* GOAL OF THE EXERCISE: Below are the records. List every line holding the word "info".

--- INPUT FOR THIS TASK Enclosed Below ---

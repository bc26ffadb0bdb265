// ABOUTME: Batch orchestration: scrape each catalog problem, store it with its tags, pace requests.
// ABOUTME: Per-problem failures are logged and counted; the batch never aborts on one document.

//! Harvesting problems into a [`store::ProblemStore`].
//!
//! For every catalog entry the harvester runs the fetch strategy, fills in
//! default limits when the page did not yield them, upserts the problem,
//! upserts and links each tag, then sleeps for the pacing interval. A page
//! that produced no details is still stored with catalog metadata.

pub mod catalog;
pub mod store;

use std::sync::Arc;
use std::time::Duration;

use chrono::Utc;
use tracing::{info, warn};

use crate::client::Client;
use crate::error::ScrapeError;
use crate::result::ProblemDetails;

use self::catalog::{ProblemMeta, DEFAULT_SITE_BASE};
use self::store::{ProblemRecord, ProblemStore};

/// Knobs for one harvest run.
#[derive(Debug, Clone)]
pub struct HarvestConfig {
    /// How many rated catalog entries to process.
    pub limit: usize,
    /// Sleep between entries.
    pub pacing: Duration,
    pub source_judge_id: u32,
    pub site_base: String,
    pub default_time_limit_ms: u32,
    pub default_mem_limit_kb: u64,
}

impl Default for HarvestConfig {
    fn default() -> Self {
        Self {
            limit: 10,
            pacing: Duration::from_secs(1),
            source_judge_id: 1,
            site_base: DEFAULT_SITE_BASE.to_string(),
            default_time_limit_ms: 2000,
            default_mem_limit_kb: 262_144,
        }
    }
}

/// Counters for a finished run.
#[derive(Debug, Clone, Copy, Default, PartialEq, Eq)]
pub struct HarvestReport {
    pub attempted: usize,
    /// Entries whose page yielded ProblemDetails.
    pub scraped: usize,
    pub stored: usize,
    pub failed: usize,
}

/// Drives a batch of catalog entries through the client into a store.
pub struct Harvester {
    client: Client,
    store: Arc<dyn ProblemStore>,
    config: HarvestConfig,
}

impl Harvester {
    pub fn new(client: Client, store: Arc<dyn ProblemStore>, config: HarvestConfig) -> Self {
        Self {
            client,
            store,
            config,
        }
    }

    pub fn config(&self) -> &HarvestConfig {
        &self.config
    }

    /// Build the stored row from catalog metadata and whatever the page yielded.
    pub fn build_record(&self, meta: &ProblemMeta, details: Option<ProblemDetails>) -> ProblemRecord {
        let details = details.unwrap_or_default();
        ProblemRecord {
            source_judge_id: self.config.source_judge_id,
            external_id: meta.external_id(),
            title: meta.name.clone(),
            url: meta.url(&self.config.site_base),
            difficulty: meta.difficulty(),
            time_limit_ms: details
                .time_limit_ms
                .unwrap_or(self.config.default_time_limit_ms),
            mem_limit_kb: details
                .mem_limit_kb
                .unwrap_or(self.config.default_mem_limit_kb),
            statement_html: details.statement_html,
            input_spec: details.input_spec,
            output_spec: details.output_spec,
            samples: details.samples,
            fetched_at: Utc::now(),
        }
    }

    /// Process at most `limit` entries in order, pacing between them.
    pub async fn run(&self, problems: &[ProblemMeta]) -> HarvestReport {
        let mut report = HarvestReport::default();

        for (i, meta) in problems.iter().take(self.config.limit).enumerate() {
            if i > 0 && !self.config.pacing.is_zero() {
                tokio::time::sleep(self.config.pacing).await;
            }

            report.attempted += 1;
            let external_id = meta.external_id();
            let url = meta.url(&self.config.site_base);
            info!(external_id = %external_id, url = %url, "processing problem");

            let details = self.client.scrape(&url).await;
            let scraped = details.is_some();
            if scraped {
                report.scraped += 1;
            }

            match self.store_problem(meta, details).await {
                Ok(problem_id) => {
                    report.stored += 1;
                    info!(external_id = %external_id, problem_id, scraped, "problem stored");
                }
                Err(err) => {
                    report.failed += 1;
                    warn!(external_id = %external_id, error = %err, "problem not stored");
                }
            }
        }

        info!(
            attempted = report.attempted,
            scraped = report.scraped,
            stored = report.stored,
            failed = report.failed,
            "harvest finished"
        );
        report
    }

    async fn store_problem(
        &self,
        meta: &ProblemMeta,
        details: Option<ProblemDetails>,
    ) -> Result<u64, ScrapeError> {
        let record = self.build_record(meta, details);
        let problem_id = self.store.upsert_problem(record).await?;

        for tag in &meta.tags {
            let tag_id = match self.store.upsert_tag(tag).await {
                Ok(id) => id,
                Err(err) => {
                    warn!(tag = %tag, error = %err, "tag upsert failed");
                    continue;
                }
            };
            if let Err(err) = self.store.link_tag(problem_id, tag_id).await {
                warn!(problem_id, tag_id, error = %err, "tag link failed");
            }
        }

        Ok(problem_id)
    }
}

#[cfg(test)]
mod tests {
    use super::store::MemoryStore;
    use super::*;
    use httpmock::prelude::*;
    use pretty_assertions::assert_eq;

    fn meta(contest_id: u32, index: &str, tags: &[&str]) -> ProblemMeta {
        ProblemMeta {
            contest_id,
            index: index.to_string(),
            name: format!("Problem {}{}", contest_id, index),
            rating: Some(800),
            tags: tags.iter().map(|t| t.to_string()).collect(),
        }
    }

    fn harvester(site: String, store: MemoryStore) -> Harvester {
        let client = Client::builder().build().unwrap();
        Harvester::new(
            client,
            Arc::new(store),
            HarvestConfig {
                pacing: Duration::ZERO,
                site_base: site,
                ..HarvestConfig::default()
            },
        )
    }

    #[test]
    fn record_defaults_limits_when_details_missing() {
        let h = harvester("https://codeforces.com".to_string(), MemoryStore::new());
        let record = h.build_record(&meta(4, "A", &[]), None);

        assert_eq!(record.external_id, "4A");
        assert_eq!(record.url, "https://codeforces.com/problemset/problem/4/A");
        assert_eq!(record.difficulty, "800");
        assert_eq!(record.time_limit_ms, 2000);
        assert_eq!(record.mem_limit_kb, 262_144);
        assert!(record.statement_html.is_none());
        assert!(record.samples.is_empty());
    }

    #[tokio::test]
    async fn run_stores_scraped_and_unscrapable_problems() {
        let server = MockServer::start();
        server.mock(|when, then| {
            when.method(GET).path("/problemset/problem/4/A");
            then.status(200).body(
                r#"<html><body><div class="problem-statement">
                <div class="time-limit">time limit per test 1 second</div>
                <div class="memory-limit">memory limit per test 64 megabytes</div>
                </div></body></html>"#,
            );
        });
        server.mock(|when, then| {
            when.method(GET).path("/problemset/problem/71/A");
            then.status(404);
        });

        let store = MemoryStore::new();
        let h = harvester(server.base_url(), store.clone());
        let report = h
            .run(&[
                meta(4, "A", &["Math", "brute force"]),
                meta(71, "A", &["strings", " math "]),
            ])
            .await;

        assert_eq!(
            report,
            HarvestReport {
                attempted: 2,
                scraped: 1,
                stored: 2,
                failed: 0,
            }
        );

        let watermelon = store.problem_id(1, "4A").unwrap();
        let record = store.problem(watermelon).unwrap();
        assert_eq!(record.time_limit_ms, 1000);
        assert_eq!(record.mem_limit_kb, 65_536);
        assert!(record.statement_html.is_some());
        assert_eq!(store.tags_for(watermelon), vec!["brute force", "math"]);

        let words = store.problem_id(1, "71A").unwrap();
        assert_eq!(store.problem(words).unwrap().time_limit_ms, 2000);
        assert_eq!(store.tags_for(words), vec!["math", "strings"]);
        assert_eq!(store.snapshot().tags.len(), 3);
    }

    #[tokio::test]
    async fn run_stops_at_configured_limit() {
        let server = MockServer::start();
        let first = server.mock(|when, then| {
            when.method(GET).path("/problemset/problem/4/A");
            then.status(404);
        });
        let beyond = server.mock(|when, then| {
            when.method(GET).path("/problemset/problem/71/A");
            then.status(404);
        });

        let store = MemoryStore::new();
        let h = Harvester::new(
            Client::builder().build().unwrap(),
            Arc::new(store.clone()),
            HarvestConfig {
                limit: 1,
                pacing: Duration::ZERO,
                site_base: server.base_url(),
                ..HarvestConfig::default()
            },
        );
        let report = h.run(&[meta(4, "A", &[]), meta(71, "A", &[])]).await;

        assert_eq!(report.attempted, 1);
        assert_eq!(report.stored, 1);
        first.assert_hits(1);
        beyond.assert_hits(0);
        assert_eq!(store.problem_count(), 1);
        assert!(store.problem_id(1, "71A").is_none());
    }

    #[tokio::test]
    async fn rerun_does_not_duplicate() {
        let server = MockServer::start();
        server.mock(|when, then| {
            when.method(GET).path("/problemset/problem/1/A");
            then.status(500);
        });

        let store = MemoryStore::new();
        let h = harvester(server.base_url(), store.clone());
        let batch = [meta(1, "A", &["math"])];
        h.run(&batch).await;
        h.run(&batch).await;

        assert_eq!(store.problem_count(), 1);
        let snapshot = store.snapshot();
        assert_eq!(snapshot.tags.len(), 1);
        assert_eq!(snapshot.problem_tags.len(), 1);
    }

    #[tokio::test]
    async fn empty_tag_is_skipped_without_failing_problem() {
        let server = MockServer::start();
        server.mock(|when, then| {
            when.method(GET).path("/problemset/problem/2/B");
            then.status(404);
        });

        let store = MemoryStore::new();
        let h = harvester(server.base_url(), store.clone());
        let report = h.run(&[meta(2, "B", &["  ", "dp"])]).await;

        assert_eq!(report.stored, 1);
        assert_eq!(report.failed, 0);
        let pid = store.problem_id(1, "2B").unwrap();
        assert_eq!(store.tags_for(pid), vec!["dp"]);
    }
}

--- End of Enclosed INPUT FOR THIS TASK ---
--- INPUT FOR THIS TASK Enclosed Below ---

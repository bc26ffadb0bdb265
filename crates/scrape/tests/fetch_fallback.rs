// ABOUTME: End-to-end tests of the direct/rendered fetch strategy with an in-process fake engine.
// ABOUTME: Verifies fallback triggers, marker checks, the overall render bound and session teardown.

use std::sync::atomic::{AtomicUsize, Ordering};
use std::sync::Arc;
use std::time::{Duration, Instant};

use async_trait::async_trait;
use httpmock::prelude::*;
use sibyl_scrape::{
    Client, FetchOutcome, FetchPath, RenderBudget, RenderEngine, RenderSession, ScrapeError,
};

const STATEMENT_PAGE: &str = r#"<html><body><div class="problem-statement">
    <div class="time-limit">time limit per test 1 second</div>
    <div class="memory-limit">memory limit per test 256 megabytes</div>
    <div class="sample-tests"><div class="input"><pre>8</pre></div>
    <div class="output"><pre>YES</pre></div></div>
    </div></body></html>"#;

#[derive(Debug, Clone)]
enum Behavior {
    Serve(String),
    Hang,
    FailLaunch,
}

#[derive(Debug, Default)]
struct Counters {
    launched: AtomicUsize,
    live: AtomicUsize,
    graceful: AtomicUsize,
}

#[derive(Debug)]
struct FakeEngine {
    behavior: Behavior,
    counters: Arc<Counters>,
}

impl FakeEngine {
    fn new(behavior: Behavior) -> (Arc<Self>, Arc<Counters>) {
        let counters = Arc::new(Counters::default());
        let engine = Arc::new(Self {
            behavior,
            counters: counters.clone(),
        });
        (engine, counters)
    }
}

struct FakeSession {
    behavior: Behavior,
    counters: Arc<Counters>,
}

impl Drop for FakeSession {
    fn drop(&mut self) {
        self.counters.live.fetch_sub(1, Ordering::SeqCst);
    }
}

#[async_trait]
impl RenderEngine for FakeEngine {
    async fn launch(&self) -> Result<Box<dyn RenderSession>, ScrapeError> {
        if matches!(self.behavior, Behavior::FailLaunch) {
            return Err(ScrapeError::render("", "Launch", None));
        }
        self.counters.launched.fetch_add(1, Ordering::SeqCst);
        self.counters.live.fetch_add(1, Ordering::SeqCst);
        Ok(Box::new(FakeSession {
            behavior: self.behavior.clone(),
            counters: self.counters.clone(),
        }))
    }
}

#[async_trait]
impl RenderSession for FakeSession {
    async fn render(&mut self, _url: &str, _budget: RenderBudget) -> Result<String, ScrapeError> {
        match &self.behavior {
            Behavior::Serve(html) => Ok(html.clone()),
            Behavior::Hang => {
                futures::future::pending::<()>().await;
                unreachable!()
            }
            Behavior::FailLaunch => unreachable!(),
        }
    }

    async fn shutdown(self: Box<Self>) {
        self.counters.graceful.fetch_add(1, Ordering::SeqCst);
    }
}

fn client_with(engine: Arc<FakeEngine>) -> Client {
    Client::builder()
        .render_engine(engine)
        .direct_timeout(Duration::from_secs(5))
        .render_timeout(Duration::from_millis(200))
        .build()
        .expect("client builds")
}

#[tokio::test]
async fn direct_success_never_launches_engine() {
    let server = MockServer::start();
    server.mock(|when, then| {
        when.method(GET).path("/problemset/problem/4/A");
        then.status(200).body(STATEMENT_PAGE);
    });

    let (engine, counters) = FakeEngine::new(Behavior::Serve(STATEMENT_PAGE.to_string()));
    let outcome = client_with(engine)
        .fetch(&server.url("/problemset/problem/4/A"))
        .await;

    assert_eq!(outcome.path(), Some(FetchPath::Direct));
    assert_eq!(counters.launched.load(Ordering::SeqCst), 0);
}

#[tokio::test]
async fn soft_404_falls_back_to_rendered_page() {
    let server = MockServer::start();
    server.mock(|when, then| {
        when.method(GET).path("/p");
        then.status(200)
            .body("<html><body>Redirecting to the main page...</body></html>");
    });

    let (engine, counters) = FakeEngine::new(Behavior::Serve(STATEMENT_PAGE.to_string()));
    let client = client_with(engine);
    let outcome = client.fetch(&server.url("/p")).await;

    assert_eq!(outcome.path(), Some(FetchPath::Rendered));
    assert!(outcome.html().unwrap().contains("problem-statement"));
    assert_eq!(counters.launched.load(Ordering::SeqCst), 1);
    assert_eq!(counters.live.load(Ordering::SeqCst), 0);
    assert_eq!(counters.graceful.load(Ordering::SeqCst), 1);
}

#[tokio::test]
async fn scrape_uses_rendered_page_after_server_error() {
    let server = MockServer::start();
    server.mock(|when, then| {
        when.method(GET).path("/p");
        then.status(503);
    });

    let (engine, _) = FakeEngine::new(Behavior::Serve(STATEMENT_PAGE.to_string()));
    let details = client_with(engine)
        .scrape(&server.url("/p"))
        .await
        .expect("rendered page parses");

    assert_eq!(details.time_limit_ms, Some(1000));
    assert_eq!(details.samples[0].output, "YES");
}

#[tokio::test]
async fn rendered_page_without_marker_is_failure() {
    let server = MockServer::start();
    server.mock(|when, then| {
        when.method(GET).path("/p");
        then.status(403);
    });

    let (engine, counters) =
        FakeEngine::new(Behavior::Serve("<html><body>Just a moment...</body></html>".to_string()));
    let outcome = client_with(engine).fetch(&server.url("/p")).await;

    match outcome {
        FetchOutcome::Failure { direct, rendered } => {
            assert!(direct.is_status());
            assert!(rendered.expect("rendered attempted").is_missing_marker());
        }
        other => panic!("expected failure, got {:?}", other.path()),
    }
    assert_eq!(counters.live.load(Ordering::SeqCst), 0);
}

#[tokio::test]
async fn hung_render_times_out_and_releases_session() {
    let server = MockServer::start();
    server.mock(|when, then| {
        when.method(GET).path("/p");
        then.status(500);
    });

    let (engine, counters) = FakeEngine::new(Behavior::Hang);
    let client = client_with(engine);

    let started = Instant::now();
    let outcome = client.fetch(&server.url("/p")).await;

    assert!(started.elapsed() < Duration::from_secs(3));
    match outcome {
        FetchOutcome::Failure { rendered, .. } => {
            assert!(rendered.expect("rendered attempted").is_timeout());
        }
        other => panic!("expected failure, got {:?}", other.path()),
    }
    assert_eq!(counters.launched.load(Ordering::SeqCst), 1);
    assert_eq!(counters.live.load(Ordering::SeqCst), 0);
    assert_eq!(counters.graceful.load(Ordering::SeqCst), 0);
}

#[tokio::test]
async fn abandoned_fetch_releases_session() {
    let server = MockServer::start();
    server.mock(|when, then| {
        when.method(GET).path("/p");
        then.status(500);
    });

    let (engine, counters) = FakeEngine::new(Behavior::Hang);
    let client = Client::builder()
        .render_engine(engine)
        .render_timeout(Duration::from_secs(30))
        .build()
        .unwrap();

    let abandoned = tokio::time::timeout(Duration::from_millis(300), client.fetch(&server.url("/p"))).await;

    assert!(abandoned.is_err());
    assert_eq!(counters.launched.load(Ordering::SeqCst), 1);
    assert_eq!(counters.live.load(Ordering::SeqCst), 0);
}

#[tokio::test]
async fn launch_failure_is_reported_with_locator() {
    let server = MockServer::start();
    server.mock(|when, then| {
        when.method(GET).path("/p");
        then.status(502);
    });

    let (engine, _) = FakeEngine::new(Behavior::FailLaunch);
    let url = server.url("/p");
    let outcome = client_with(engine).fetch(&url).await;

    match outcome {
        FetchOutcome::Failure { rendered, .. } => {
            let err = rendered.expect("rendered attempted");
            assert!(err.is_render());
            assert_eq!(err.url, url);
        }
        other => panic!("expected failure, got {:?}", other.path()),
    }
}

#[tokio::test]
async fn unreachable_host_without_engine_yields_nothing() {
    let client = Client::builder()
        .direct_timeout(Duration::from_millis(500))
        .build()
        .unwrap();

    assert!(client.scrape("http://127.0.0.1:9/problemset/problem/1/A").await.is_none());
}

--- End of Enclosed INPUT FOR THIS TASK ---

* YOUR RESPONSE:
use tracing::{info, warn};
            info!(external_id = %external_id, url = %url, "processing problem");
                    info!(external_id = %external_id, problem_id, scraped, "problem stored");
        info!(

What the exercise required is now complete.